Being Resourceful

9 minute read

Figure 1: Unity's Animation window media controls.

Introduction

If you’ve spent much time in the Unity editor, you may have noticed it utilizes a wide variety of icons for various windows and actions. Many of these icons support both the dark and light editor skins (generally by utilizing a contrasting color scheme - darker icons for the light skin and lighter icons for the dark skin). Some of them support higher resolution versions when they’re expected to be used in places other than toolbars (since those are generally pretty narrow). Can we utilize these icons for our own needs?

While Unity’s object picker window does display many built-in resources (like fonts, materials, meshes, etc), unfortunately none of the editor icon textures appear there. Unity ships with two built-in tools to inspect UI - the undocumented IMGUI Debugger (available via Window->Analysis->IMGUI Debugger) reports information about the composition of IMGUI-based windows and the UIElements Debugger (available via Window->Analysis->UIElements Debugger) does the same for any windows using Unity’s newer UIElements API.

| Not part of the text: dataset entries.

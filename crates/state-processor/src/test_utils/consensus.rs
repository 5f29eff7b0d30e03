use std::collections::BTreeSet;

use alloy_consensus::Transaction as _;
use alloy_primitives::{map::HashMap, Address, B256, U256};
use parking_lot::Mutex;

use crate::{
    Block, ChainContext, ConsensusEngine, ConsensusError, FinalizeCtx, Header, StateStore,
    SystemTxClassifier, Transaction,
};

/// What a [`TestConsensus`] saw when finalizing a block.
#[derive(Debug, Clone, PartialEq, Eq)]
pub struct FinalizeRecord {
    /// Number of the finalized block.
    pub number: u64,
    /// Hashes of the normal transactions.
    pub txs: Vec<B256>,
    /// Hashes of the system transactions.
    pub system_txs: Vec<B256>,
    /// Number of receipts handed over.
    pub receipts: usize,
    /// Gas used handed over.
    pub used_gas: u64,
}

/// A consensus engine for tests.
///
/// Transactions calling one of the configured system contracts are system transactions.
/// Finalization credits the block reward to the beneficiary and records what it was given.
#[derive(Debug, Default)]
pub struct TestConsensus {
    system_contracts: BTreeSet<Address>,
    reward: U256,
    fail_finalize: bool,
    records: Mutex<Vec<FinalizeRecord>>,
}

impl TestConsensus {
    /// A PoSA-style engine treating calls to `contracts` as system transactions.
    pub fn posa(contracts: impl IntoIterator<Item = Address>) -> Self {
        Self { system_contracts: contracts.into_iter().collect(), ..Default::default() }
    }

    /// Credits `reward` to the beneficiary of every finalized block.
    pub fn with_reward(mut self, reward: U256) -> Self {
        self.reward = reward;
        self
    }

    /// Makes every finalization fail.
    pub fn failing(mut self) -> Self {
        self.fail_finalize = true;
        self
    }

    /// Blocks finalized so far.
    pub fn records(&self) -> Vec<FinalizeRecord> {
        self.records.lock().clone()
    }
}

impl SystemTxClassifier for TestConsensus {
    fn is_system_transaction(
        &self,
        tx: &Transaction,
        _header: &Header,
    ) -> Result<bool, ConsensusError> {
        Ok(tx.to().is_some_and(|to| self.system_contracts.contains(&to)))
    }
}

impl<S: StateStore> ConsensusEngine<S> for TestConsensus {
    fn finalize(&self, ctx: FinalizeCtx<'_, S>) -> Result<(), ConsensusError> {
        self.records.lock().push(FinalizeRecord {
            number: ctx.header.number,
            txs: ctx.txs.iter().map(|tx| *tx.tx_hash()).collect(),
            system_txs: ctx.system_txs.iter().map(|tx| *tx.tx_hash()).collect(),
            receipts: ctx.receipts.len(),
            used_gas: *ctx.used_gas,
        });
        if self.fail_finalize {
            return Err(ConsensusError::InvalidBlock("scripted finalize failure".to_string()));
        }
        if !self.reward.is_zero() {
            ctx.state.add_balance(ctx.header.beneficiary, self.reward);
        }
        Ok(())
    }

    fn system_tx_classifier(&self) -> Option<&dyn SystemTxClassifier> {
        (!self.system_contracts.is_empty()).then_some(self as &dyn SystemTxClassifier)
    }
}

/// A [`ChainContext`] over an in-memory set of blocks.
#[derive(Debug, Clone, Default)]
pub struct MemoryChain {
    blocks: HashMap<B256, Block>,
}

impl MemoryChain {
    /// Adds `block` and returns its hash.
    pub fn insert(&mut self, block: Block) -> B256 {
        let hash = block.header.hash_slow();
        self.blocks.insert(hash, block);
        hash
    }

    /// Creates a chain holding only `genesis`, returning it with the genesis hash.
    pub fn with_genesis(genesis: Header) -> (Self, B256) {
        let mut chain = Self::default();
        let hash = chain.insert(Block { header: genesis, body: Default::default() });
        (chain, hash)
    }
}

impl ChainContext for MemoryChain {
    fn block_by_hash(&self, hash: B256) -> Option<Block> {
        self.blocks.get(&hash).cloned()
    }
}
//! Protocol-mandated state mutations that are not ordinary transactions.

mod beacon_root;
pub use beacon_root::*;

mod dao;
pub use dao::*;

mod upgrade;
pub use upgrade::*;
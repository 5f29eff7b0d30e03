use alloy_consensus::{Eip658Value, TxType};
use alloy_hardforks::{EthereumHardfork, ForkCondition};
use alloy_primitives::{Bloom, Bytes, LogData, B256, U256};
use rstest::rstest;
use state_processor::{
    logs_bloom,
    test_utils::{Behavior, TestConsensus, TestEngineFactory, CREATE_GAS},
    ChainSpec,
};

use crate::{cancun, pre_byzantium, Harness, EMITTER, RECIPIENT, SENDER};

fn log_data(topic: u8) -> LogData {
    LogData::new_unchecked(vec![B256::with_last_byte(topic)], Bytes::copy_from_slice(&[topic]))
}

fn emitter() -> Harness {
    let factory = TestEngineFactory::default().with_behavior(
        EMITTER,
        Behavior::Emit { gas_used: 30_000, logs: vec![log_data(1), log_data(2)] },
    );
    Harness::with(cancun(), factory, TestConsensus::default())
}

#[test]
fn test_logs_are_linked_to_block_and_transaction() {
    let mut h = emitter();
    let block = h.block(vec![
        h.txs.legacy(SENDER, 0, Some(EMITTER), U256::ZERO, 50_000),
        h.txs.legacy(SENDER, 1, Some(RECIPIENT), U256::ZERO, 21_000),
        h.txs.legacy(SENDER, 2, Some(EMITTER), U256::ZERO, 50_000),
    ]);
    let block_hash = block.header.hash_slow();

    let outcome = h.process(&block).unwrap();

    let [first, transfer, last] = outcome.receipts.as_slice() else {
        panic!("expected three receipts");
    };
    assert_eq!(first.logs.len(), 2);
    assert!(transfer.logs.is_empty());
    assert_eq!(last.logs.len(), 2);

    let indices: Vec<_> = outcome.logs.iter().map(|log| log.log_index).collect();
    assert_eq!(indices, vec![0, 1, 2, 3]);
    for log in &outcome.logs {
        assert_eq!(log.block_hash, block_hash);
        assert_eq!(log.block_number, 1);
        assert_eq!(log.address, EMITTER);
    }
    assert_eq!(last.logs[0].tx_index, 2);
    assert_eq!(last.logs[0].tx_hash, last.tx_hash);
    assert_eq!(outcome.logs[3], last.logs[1]);
}

#[test]
fn test_bloom_covers_receipt_logs() {
    let mut h = emitter();
    let block = h.block(vec![
        h.txs.legacy(SENDER, 0, Some(EMITTER), U256::ZERO, 50_000),
        h.txs.legacy(SENDER, 1, Some(RECIPIENT), U256::ZERO, 21_000),
    ]);

    let outcome = h.process(&block).unwrap();

    let emitted = &outcome.receipts[0];
    assert_ne!(emitted.bloom, Bloom::ZERO);
    assert_eq!(emitted.bloom, logs_bloom(emitted.raw_logs()));
    assert_eq!(outcome.receipts[1].bloom, Bloom::ZERO);

    let consensus = emitted.to_consensus();
    assert_eq!(consensus.logs_bloom, emitted.bloom);
    assert_eq!(consensus.receipt.status, Eip658Value::Eip658(true));
    assert_eq!(consensus.receipt.logs.len(), 2);
}

#[rstest]
#[case::byzantium(cancun(), false)]
#[case::frontier(pre_byzantium(), true)]
fn test_post_state_by_fork(#[case] spec: ChainSpec, #[case] has_post_state: bool) {
    let mut h = Harness::new(spec);
    let block = h.block(vec![
        h.txs.legacy(SENDER, 0, Some(RECIPIENT), U256::ZERO, 21_000),
        h.txs.legacy(SENDER, 1, Some(RECIPIENT), U256::ZERO, 21_000),
    ]);

    let outcome = h.process(&block).unwrap();

    for receipt in &outcome.receipts {
        assert!(receipt.success);
        assert_eq!(receipt.post_state.is_some(), has_post_state);
        let status = receipt.to_consensus().receipt.status;
        assert_eq!(matches!(status, Eip658Value::PostState(_)), has_post_state);
    }
}

#[test]
fn test_contract_creation_address() {
    let mut h = Harness::new(cancun());
    let sender = h.sender();
    let block = h.block(vec![
        h.txs.legacy(SENDER, 0, Some(RECIPIENT), U256::ZERO, 21_000),
        h.txs.eip1559(SENDER, 1, None, U256::ZERO, 100_000),
    ]);

    let outcome = h.process(&block).unwrap();

    assert_eq!(outcome.receipts[0].contract_address, None);
    let created = &outcome.receipts[1];
    assert_eq!(created.tx_type, TxType::Eip1559);
    assert_eq!(created.contract_address, Some(sender.create(1)));
    assert_eq!(created.gas_used, CREATE_GAS);
}

fn prague() -> ChainSpec {
    cancun().with_fork(EthereumHardfork::Prague, ForkCondition::Timestamp(0))
}

#[rstest]
#[case::cancun_at_minimum(cancun(), 0, 1)]
#[case::cancun(cancun(), 10_000_000, 19)]
#[case::prague(prague(), 10_000_000, 7)]
fn test_blob_receipt_fields(
    #[case] spec: ChainSpec,
    #[case] excess_blob_gas: u64,
    #[case] blob_gas_price: u128,
) {
    let mut h = Harness::new(spec);
    let mut header = h.header();
    header.excess_blob_gas = Some(excess_blob_gas);
    header.blob_gas_used = Some(262_144);
    let block = crate::block(header, vec![h.txs.eip4844(SENDER, 0, RECIPIENT, 2, 21_000)]);

    let outcome = h.process(&block).unwrap();

    let receipt = &outcome.receipts[0];
    assert_eq!(receipt.tx_type, TxType::Eip4844);
    assert_eq!(receipt.blob_gas_used, Some(262_144));
    assert_eq!(receipt.blob_gas_price, Some(blob_gas_price));
}

#[test]
fn test_non_blob_receipt_has_no_blob_fields() {
    let mut h = Harness::new(cancun());
    let mut header = h.header();
    header.excess_blob_gas = Some(0);
    let tx = h.txs.eip1559(SENDER, 0, Some(RECIPIENT), U256::ZERO, 21_000);
    let block = crate::block(header, vec![tx]);

    let outcome = h.process(&block).unwrap();

    assert_eq!(outcome.receipts[0].blob_gas_used, None);
    assert_eq!(outcome.receipts[0].blob_gas_price, None);
}
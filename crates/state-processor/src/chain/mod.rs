//! Chain configuration and per-block fork resolution.
//!
//! [`ChainConfig`] is the serde-facing genesis-style configuration, [`ChainSpec`] its resolved
//! form, and [`Rules`] the immutable snapshot of which forks are live for one block.

mod config;
mod dao;
mod hardfork;
mod rules;
mod spec;

pub use config::*;
pub use dao::*;
pub use hardfork::*;
pub use rules::*;
pub use spec::*;
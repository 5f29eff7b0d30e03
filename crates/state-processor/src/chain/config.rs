use alloy_hardforks::{EthereumHardfork, ForkCondition, Hardfork};
use alloy_primitives::{Address, BlockNumber, BlockTimestamp};
use serde::{Deserialize, Serialize};

use crate::{
    ChainSpec, ConsensusKind, DaoFork, EipGate, ParliaHardfork, DAO_DRAIN_LIST, DAO_REFUND_CONTRACT,
};

/// PoSA consensus parameters. Their presence selects [`ConsensusKind::Parlia`].
#[derive(Debug, Clone, Copy, Default, PartialEq, Eq, Serialize, Deserialize)]
#[serde(rename_all = "camelCase")]
pub struct ParliaConfig {
    /// Target block interval in seconds.
    #[serde(default)]
    pub period: u64,
    /// Number of blocks between validator-set checkpoints.
    #[serde(default)]
    pub epoch: u64,
}

/// Genesis-style chain configuration, as found in the `config` object of a genesis file.
///
/// Block-activated forks are configured with `*Block` fields and time-activated forks with
/// `*Time` fields. An absent field means the fork never activates. Use [`ChainSpec::from`] to
/// resolve it.
#[derive(Debug, Clone, Default, PartialEq, Eq, Serialize, Deserialize)]
#[serde(rename_all = "camelCase", default)]
pub struct ChainConfig {
    /// Chain id used for replay protection.
    pub chain_id: u64,

    /// Activation block of homestead.
    pub homestead_block: Option<BlockNumber>,
    /// Activation block of dao fork.
    pub dao_fork_block: Option<BlockNumber>,
    /// Whether this chain follows the DAO hard fork.
    pub dao_fork_support: bool,
    /// Accounts drained into [`DAO_REFUND_CONTRACT`] on the DAO block. Empty means
    /// [`DAO_DRAIN_LIST`].
    pub dao_fork_drain_list: Vec<Address>,
    /// Activation block of EIP150.
    #[serde(rename = "eip150Block")]
    pub eip150_block: Option<BlockNumber>,
    /// Activation block of EIP155.
    #[serde(rename = "eip155Block")]
    pub eip155_block: Option<BlockNumber>,
    /// Activation block of EIP158.
    #[serde(rename = "eip158Block")]
    pub eip158_block: Option<BlockNumber>,
    /// Activation block of byzantium.
    pub byzantium_block: Option<BlockNumber>,
    /// Activation block of constantinople.
    pub constantinople_block: Option<BlockNumber>,
    /// Activation block of petersburg.
    pub petersburg_block: Option<BlockNumber>,
    /// Activation block of istanbul.
    pub istanbul_block: Option<BlockNumber>,
    /// Activation block of berlin.
    pub berlin_block: Option<BlockNumber>,
    /// Activation block of london.
    pub london_block: Option<BlockNumber>,

    /// Activation block of ramanujan.
    pub ramanujan_block: Option<BlockNumber>,
    /// Activation block of niels.
    pub niels_block: Option<BlockNumber>,
    /// Activation block of mirror sync.
    pub mirror_sync_block: Option<BlockNumber>,
    /// Activation block of bruno.
    pub bruno_block: Option<BlockNumber>,
    /// Activation block of euler.
    pub euler_block: Option<BlockNumber>,
    /// Activation block of nano.
    pub nano_block: Option<BlockNumber>,
    /// Activation block of moran.
    pub moran_block: Option<BlockNumber>,
    /// Activation block of gibbs.
    pub gibbs_block: Option<BlockNumber>,
    /// Activation block of planck.
    pub planck_block: Option<BlockNumber>,
    /// Activation block of luban.
    pub luban_block: Option<BlockNumber>,
    /// Activation block of plato.
    pub plato_block: Option<BlockNumber>,
    /// Activation block of hertz.
    pub hertz_block: Option<BlockNumber>,
    /// Activation block of hertzfix.
    pub hertzfix_block: Option<BlockNumber>,

    /// Activation timestamp of shanghai.
    pub shanghai_time: Option<BlockTimestamp>,
    /// Activation timestamp of kepler.
    pub kepler_time: Option<BlockTimestamp>,
    /// Activation timestamp of feynman.
    pub feynman_time: Option<BlockTimestamp>,
    /// Activation timestamp of feynman fix.
    pub feynman_fix_time: Option<BlockTimestamp>,
    /// Activation timestamp of cancun.
    pub cancun_time: Option<BlockTimestamp>,
    /// Activation timestamp of haber.
    pub haber_time: Option<BlockTimestamp>,
    /// Activation timestamp of haber fix.
    pub haber_fix_time: Option<BlockTimestamp>,
    /// Activation timestamp of bohr.
    pub bohr_time: Option<BlockTimestamp>,
    /// Activation timestamp of prague.
    pub prague_time: Option<BlockTimestamp>,

    /// PoSA consensus section.
    pub parlia: Option<ParliaConfig>,
}

impl From<ChainConfig> for ChainSpec {
    fn from(config: ChainConfig) -> Self {
        let mut spec = Self::new(config.chain_id)
            .with_fork(EthereumHardfork::Frontier, ForkCondition::Block(0));

        let block = |spec: &mut Self, fork: &dyn Hardfork, number: Option<BlockNumber>| {
            if let Some(number) = number {
                spec.insert(HardforkName(fork.name()), ForkCondition::Block(number));
            }
        };
        block(&mut spec, &EthereumHardfork::Homestead, config.homestead_block);
        block(&mut spec, &EthereumHardfork::Tangerine, config.eip150_block);
        block(&mut spec, &EipGate::Eip155, config.eip155_block);
        block(&mut spec, &EipGate::Eip158, config.eip158_block);
        block(&mut spec, &EthereumHardfork::SpuriousDragon, config.eip158_block);
        block(&mut spec, &EthereumHardfork::Byzantium, config.byzantium_block);
        block(&mut spec, &EthereumHardfork::Constantinople, config.constantinople_block);
        block(&mut spec, &EthereumHardfork::Petersburg, config.petersburg_block);
        block(&mut spec, &EthereumHardfork::Istanbul, config.istanbul_block);
        block(&mut spec, &EthereumHardfork::Berlin, config.berlin_block);
        block(&mut spec, &EthereumHardfork::London, config.london_block);
        block(&mut spec, &ParliaHardfork::Ramanujan, config.ramanujan_block);
        block(&mut spec, &ParliaHardfork::Niels, config.niels_block);
        block(&mut spec, &ParliaHardfork::MirrorSync, config.mirror_sync_block);
        block(&mut spec, &ParliaHardfork::Bruno, config.bruno_block);
        block(&mut spec, &ParliaHardfork::Euler, config.euler_block);
        block(&mut spec, &ParliaHardfork::Nano, config.nano_block);
        block(&mut spec, &ParliaHardfork::Moran, config.moran_block);
        block(&mut spec, &ParliaHardfork::Gibbs, config.gibbs_block);
        block(&mut spec, &ParliaHardfork::Planck, config.planck_block);
        block(&mut spec, &ParliaHardfork::Luban, config.luban_block);
        block(&mut spec, &ParliaHardfork::Plato, config.plato_block);
        block(&mut spec, &ParliaHardfork::Hertz, config.hertz_block);
        block(&mut spec, &ParliaHardfork::HertzFix, config.hertzfix_block);

        let time = |spec: &mut Self, fork: &dyn Hardfork, timestamp: Option<BlockTimestamp>| {
            if let Some(timestamp) = timestamp {
                spec.insert(HardforkName(fork.name()), ForkCondition::Timestamp(timestamp));
            }
        };
        time(&mut spec, &EthereumHardfork::Shanghai, config.shanghai_time);
        time(&mut spec, &ParliaHardfork::Kepler, config.kepler_time);
        time(&mut spec, &ParliaHardfork::Feynman, config.feynman_time);
        time(&mut spec, &ParliaHardfork::FeynmanFix, config.feynman_fix_time);
        time(&mut spec, &EthereumHardfork::Cancun, config.cancun_time);
        time(&mut spec, &ParliaHardfork::Haber, config.haber_time);
        time(&mut spec, &ParliaHardfork::HaberFix, config.haber_fix_time);
        time(&mut spec, &ParliaHardfork::Bohr, config.bohr_time);
        time(&mut spec, &EthereumHardfork::Prague, config.prague_time);

        if config.dao_fork_support {
            if let Some(block) = config.dao_fork_block {
                let drain_list = if config.dao_fork_drain_list.is_empty() {
                    DAO_DRAIN_LIST.to_vec()
                } else {
                    config.dao_fork_drain_list
                };
                spec = spec.with_dao_fork(DaoFork {
                    block,
                    beneficiary: DAO_REFUND_CONTRACT,
                    drain_list,
                });
            }
        }

        if config.parlia.is_some() {
            spec = spec.with_consensus(ConsensusKind::Parlia);
        }
        spec
    }
}

/// Adapter letting a `&dyn Hardfork` be inserted through the generic [`ChainSpec::insert`].
#[derive(Clone)]
struct HardforkName(&'static str);

impl Hardfork for HardforkName {
    fn name(&self) -> &'static str {
        self.0
    }
}
//! Large objects split into fixed-size chunks, one chunk per page.
//!
//! Chunk pages of one LOB are chained through `next_page_id` from the
//! reference's `first_page`. Values are consumed and produced chunk by chunk,
//! so nothing here holds more than one chunk of a LOB in memory.

use std::{
    io::{self, ErrorKind, Read},
    sync::Arc,
};

use tracing::debug;

use crate::{
    storage::page_store::PageStore,
    types::{
        LOB_CHUNK_HEADER_SIZE, LOB_CHUNK_SIZE, LobId, NO_PAGE, PageId, TransactionId,
        error::DatabaseError,
        page::{Page, PageType, read_u32, read_u64},
        value::{LobKind, LobRef},
    },
};

/// One chunk record: `lob_id u64 | sequence u32 | length u32 | payload`.
#[derive(Debug, Clone, PartialEq)]
pub struct LobChunk {
    pub lob_id: LobId,
    pub sequence: u32,
    pub payload: Vec<u8>,
}

impl LobChunk {
    pub fn to_bytes(&self) -> Vec<u8> {
        let mut bytes = Vec::with_capacity(LOB_CHUNK_HEADER_SIZE + self.payload.len());
        bytes.extend_from_slice(&self.lob_id.to_le_bytes());
        bytes.extend_from_slice(&self.sequence.to_le_bytes());
        bytes.extend_from_slice(&(self.payload.len() as u32).to_le_bytes());
        bytes.extend_from_slice(&self.payload);
        bytes
    }

    pub fn from_bytes(bytes: &[u8]) -> Result<Self, DatabaseError> {
        if bytes.len() < LOB_CHUNK_HEADER_SIZE {
            return Err(DatabaseError::SerializationError {
                details: "LOB chunk header truncated".to_string(),
            });
        }
        let lob_id = read_u64(bytes, 0);
        let sequence = read_u32(bytes, 8);
        let length = read_u32(bytes, 12) as usize;
        if length > LOB_CHUNK_SIZE || bytes.len() < LOB_CHUNK_HEADER_SIZE + length {
            return Err(DatabaseError::SerializationError {
                details: format!("LOB {} chunk {} claims {} bytes", lob_id, sequence, length),
            });
        }
        Ok(Self {
            lob_id,
            sequence,
            payload: bytes[LOB_CHUNK_HEADER_SIZE..LOB_CHUNK_HEADER_SIZE + length].to_vec(),
        })
    }

    /// Decode the chunk held by a `LobChunk` page.
    pub fn from_page(page: &Page) -> Result<Self, DatabaseError> {
        if page.page_type != PageType::LobChunk {
            return Err(DatabaseError::CorruptedPage {
                page_id: page.page_id,
                reason: format!("expected a LOB chunk page, found {:?}", page.page_type),
            });
        }
        let cell = page.get_cell(0).ok_or_else(|| DatabaseError::CorruptedPage {
            page_id: page.page_id,
            reason: "LOB chunk page has no cell".to_string(),
        })?;
        Self::from_bytes(cell)
    }
}

// Read until `buffer` is full or the source is exhausted.
fn fill_chunk<R: Read>(source: &mut R, buffer: &mut [u8]) -> Result<usize, DatabaseError> {
    let mut filled = 0;
    while filled < buffer.len() {
        match source.read(&mut buffer[filled..]) {
            Ok(0) => break,
            Ok(n) => filled += n,
            Err(err) if err.kind() == ErrorKind::Interrupted => continue,
            Err(err) => return Err(err.into()),
        }
    }
    Ok(filled)
}

pub struct LobStore {
    pages: Arc<PageStore>,
}

impl LobStore {
    pub fn new(pages: Arc<PageStore>) -> Self {
        Self { pages }
    }

    /// Consume `source` into a new LOB. The id comes from the header counter
    /// and is never reused.
    pub fn store<R: Read>(
        &self,
        txn: TransactionId,
        mut source: R,
        kind: LobKind,
    ) -> Result<LobRef, DatabaseError> {
        let lob_id = self.pages.update_header(txn, |header| {
            let id = header.next_lob_id;
            header.next_lob_id += 1;
            id
        })?;

        let mut buffer = vec![0u8; LOB_CHUNK_SIZE];
        let mut first_page = NO_PAGE;
        let mut pending: Option<Page> = None;
        let mut length = 0u64;
        let mut sequence = 0u32;

        loop {
            let filled = fill_chunk(&mut source, &mut buffer)?;
            if filled == 0 {
                break;
            }
            let page_id = self.pages.allocate(txn)?;
            let mut page = Page::new(page_id, PageType::LobChunk).with_owner(lob_id);
            let chunk = LobChunk {
                lob_id,
                sequence,
                payload: buffer[..filled].to_vec(),
            };
            page.insert_cell(&chunk.to_bytes())?;

            match pending.take() {
                Some(mut previous) => {
                    previous.next_page_id = Some(page_id);
                    page.prev_page_id = Some(previous.page_id);
                    self.pages.write_page(txn, &previous)?;
                }
                None => first_page = page_id,
            }
            pending = Some(page);
            length += filled as u64;
            sequence += 1;

            if filled < LOB_CHUNK_SIZE {
                break;
            }
        }
        if let Some(last) = pending {
            self.pages.write_page(txn, &last)?;
        }

        debug!(txn, lob_id, length, chunks = sequence, "LOB stored");
        Ok(LobRef {
            lob_id,
            first_page,
            length,
            kind,
        })
    }

    /// Stream a LOB back chunk by chunk.
    pub fn retrieve(&self, lob: &LobRef) -> LobReader {
        LobReader::new(Arc::clone(&self.pages), *lob)
    }

    pub fn read_to_vec(&self, lob: &LobRef) -> Result<Vec<u8>, DatabaseError> {
        let mut reader = self.retrieve(lob);
        let mut bytes = Vec::with_capacity(lob.length as usize);
        while let Some(chunk) = reader.next_chunk()? {
            bytes.extend_from_slice(&chunk);
        }
        Ok(bytes)
    }

    /// Free every chunk page of `lob`.
    pub fn delete(&self, txn: TransactionId, lob: &LobRef) -> Result<(), DatabaseError> {
        let mut next = (lob.first_page != NO_PAGE).then_some(lob.first_page);
        let mut freed = 0;
        while let Some(page_id) = next {
            let page = self.pages.read_page(page_id)?;
            if page.page_type != PageType::LobChunk || page.owner != lob.lob_id {
                return Err(DatabaseError::CorruptedPage {
                    page_id,
                    reason: format!("page does not belong to LOB {}", lob.lob_id),
                });
            }
            next = page.next_page_id;
            self.pages.free(txn, page_id)?;
            freed += 1;
        }
        debug!(txn, lob_id = lob.lob_id, freed, "LOB deleted");
        Ok(())
    }
}

/// Lazy reader over a stored LOB. [`LobReader::rewind`] starts over from the
/// first chunk.
pub struct LobReader {
    pages: Arc<PageStore>,
    lob: LobRef,
    next_page: Option<PageId>,
    sequence: u32,
    delivered: u64,
    buffer: Vec<u8>,
    position: usize,
}

impl LobReader {
    fn new(pages: Arc<PageStore>, lob: LobRef) -> Self {
        Self {
            pages,
            next_page: (lob.first_page != NO_PAGE).then_some(lob.first_page),
            lob,
            sequence: 0,
            delivered: 0,
            buffer: Vec::new(),
            position: 0,
        }
    }

    pub fn lob(&self) -> &LobRef {
        &self.lob
    }

    pub fn rewind(&mut self) {
        self.next_page = (self.lob.first_page != NO_PAGE).then_some(self.lob.first_page);
        self.sequence = 0;
        self.delivered = 0;
        self.buffer.clear();
        self.position = 0;
    }

    /// The next chunk's payload, or `None` once the whole value was produced.
    pub fn next_chunk(&mut self) -> Result<Option<Vec<u8>>, DatabaseError> {
        let lob_id = self.lob.lob_id;
        let Some(page_id) = self.next_page else {
            if self.delivered != self.lob.length {
                return Err(DatabaseError::LobChunkMissing {
                    lob_id,
                    sequence: self.sequence,
                });
            }
            return Ok(None);
        };

        let page = self.pages.read_page(page_id)?;
        if page.owner != lob_id {
            return Err(DatabaseError::LobChunkMissing {
                lob_id,
                sequence: self.sequence,
            });
        }
        let chunk = LobChunk::from_page(&page)?;
        if chunk.lob_id != lob_id || chunk.sequence > self.sequence {
            return Err(DatabaseError::LobChunkMissing {
                lob_id,
                sequence: self.sequence,
            });
        }
        if chunk.sequence < self.sequence {
            return Err(DatabaseError::LobChunkOrder {
                lob_id,
                sequence: chunk.sequence,
            });
        }

        self.delivered += chunk.payload.len() as u64;
        if self.delivered > self.lob.length {
            return Err(DatabaseError::CorruptedPage {
                page_id,
                reason: format!("LOB {} is longer than its recorded length", lob_id),
            });
        }
        self.sequence += 1;
        self.next_page = page.next_page_id;
        Ok(Some(chunk.payload))
    }
}

impl Read for LobReader {
    fn read(&mut self, out: &mut [u8]) -> io::Result<usize> {
        while self.position == self.buffer.len() {
            match self.next_chunk().map_err(io::Error::other)? {
                Some(chunk) => {
                    self.buffer = chunk;
                    self.position = 0;
                }
                None => return Ok(0),
            }
        }
        let n = out.len().min(self.buffer.len() - self.position);
        out[..n].copy_from_slice(&self.buffer[self.position..self.position + n]);
        self.position += n;
        Ok(n)
    }
}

In 2019.4, all Editor windows support both systems and many windows actually have a mix of both types since the UIElements API doesn’t yet have equivalents for everything the IMGUI API provides. Keep that in mind as you use one debugger - there may be valuable information in the other, too. I wish they’d unify the two!

Trying the Debuggers

I used the IMGUI Debugger to take a closer look at Unity’s Animation window since it has a row of icons used for standard media controls (first/last key, step back, step forward, and play). Although the window isn’t documented, it works pretty similarly to the Frame Debugger - once you select the window you want to inspect via the popup in the top left of the window (in this case Animation), it displays a list of the IMGUI calls that determine the window contents using the name of the method that made the API call.

Figure 2:
(Left) The UIElements Debugger window with the Animation window selected. It's an old window so it just contains an IMGUIContainer. We'll need to look at the IMGUI Debugger for its contents.
(Right) The IMGUI Debugger window with the Animation window selected. All of the individual UI pieces are represented here by the calls made to display them.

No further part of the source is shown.